Of all the developments of the past few weeks it is the collapse of the Jenin committee of investigation that is the saddest. Not that it would necessarily have found that there had been a massacre. In the sense that there was a "massacre" in the terms of Srebrenica or Rwanda, it remains hard to conceive. But that does not mean, as the Israeli ambassador suggested yesterday, that the Palestinian feeling that there was one is just a piece of propaganda. If you believe them, the ambassador joked on the Today programme, "the Israelis would be responsible for every traffic accident in the West Bank". Ho, ho, ho. He clearly feels the Palestinians are comic people.

Well no, they're not in fact. The rumours of a massacre started when the emails and the mobile phones started buzzing in the hours after the Israeli invasion. Shooting started; civilians were shot at; houses were broken into. Then access was prevented and even the ambulances couldn't go in. All sorts of rumours started to circulate.

In the bitter aftermath of that military assault, there are – as the Human Rights Watch reported yesterday – very real concerns that the Geneva conventions were broken. Civilians, it is said, were used as shields; houses were pounded without warning to the occupants; unarmed civilians were shot crossing the streets; grenades were thrown into rooms full of women and children; ambulances were stopped coming to the aid of the wounded.

Ultimately it is up to Israel itself – and it has a strong civil rights movement within – to investigate these charges and to determine whether the boundaries of reasonable military force were breached. The American did it after My Lai; we British are still at it in the inquiry into Bloody Sunday. There is a greater role for outside intervention, and particularly the Red Cross, in an aspect which has hardly received any attention so far but will emerge in the weeks to come: the treatment of the Palestinians seized as suspected terrorists.

But a UN investigation could have at least sifted the evidence and begun to define the terms for all to see. Was it a massacre? If not, were crimes against civilians perpetrated? The extremists on both sides would have rejected the conclusion. The Israeli government would have shouted foul. But those concerned but uncommitted – and I still think they are the majority – would have had the chance to read and decide for themselves.

An investigation into Jenin would have also done something else even more important, I think. It would have shown that the world cared. Jenin has become a symbol for the Palestinians not just of one incident but a whole process of humiliation and castration by an occupying force. The successive occupations of Palestinian towns have in almost every case been accompanied by a trashing of homes and offices, a humiliation of individuals and a wanton destruction that goes way beyond the stated aim of suppressing the means of terrorism.

The files of the Palestinian Authority's health and education departments were all destroyed. The Culture Centre in Bethlehem was invaded and all its books and material ripped up. The office of a prominent lawyer in Ramallah was taken over as a sniper post and every single bit of office equipment broken and the floors covered with excrement. In Bethlehem, the soldiers broke into a neighbour of a friend, gathered the children's clothes, unzipped their trousers and pissed on them.

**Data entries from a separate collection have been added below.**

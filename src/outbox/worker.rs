//! Background sweep that redelivers due outbox records and reports backlog.

use std::sync::Arc;
use std::time::Duration;

use tokio::time::{Instant, sleep};
use tracing::{error, info};

use super::Outbox;

const SWEEP_BATCH_LIMIT: i64 = 100;

pub struct OutboxWorker {
    outbox: Arc<Outbox>,
    poll_interval: Duration,
    /// Minimum spacing between backlog reports, so a stuck upstream does not
    /// turn every poll tick into an alert.
    report_interval: Duration,
}

impl OutboxWorker {
    pub fn new(outbox: Arc<Outbox>, poll_interval: Duration, report_interval: Duration) -> Self {
        Self {
            outbox,
            poll_interval,
            report_interval,
        }
    }

    pub async fn run(self) {
        let mut last_report = Instant::now();

        loop {
            sleep(self.poll_interval).await;

            match self.outbox.sweep_due(SWEEP_BATCH_LIMIT).await {
                Ok(0) => {}
                Ok(attempted) => info!(attempted, "outbox sweep redelivered due records"),
                Err(e) => error!("outbox sweep failed: {e}"),
            }

            if last_report.elapsed() >= self.report_interval {
                last_report = Instant::now();
                match self.outbox.backlog().await {
                    Ok(backlog) if backlog.delivering > 0 || backlog.failed > 0 => {
                        info!(
                            pending = backlog.pending,
                            delivering = backlog.delivering,
                            failed = backlog.failed,
                            "outbox backlog"
                        );
                    }
                    Ok(_) => {}
                    Err(e) => error!("outbox backlog query failed: {e}"),
                }
            }
        }
    }
}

This is not massacre. It is not even a war crime. But it is something else – a deliberate desecration, signalling that you don't even regard your enemy as human. Real peace is not possible in the Middle East until the Palestinians are allowed back their pride, or seize it back for themselves by acts of violence. A UN investigation into Jenin might just have gone a little way to recognising this. The folding of the international community before Israeli objections just confirms the worst fears of the Palestinians about their plight.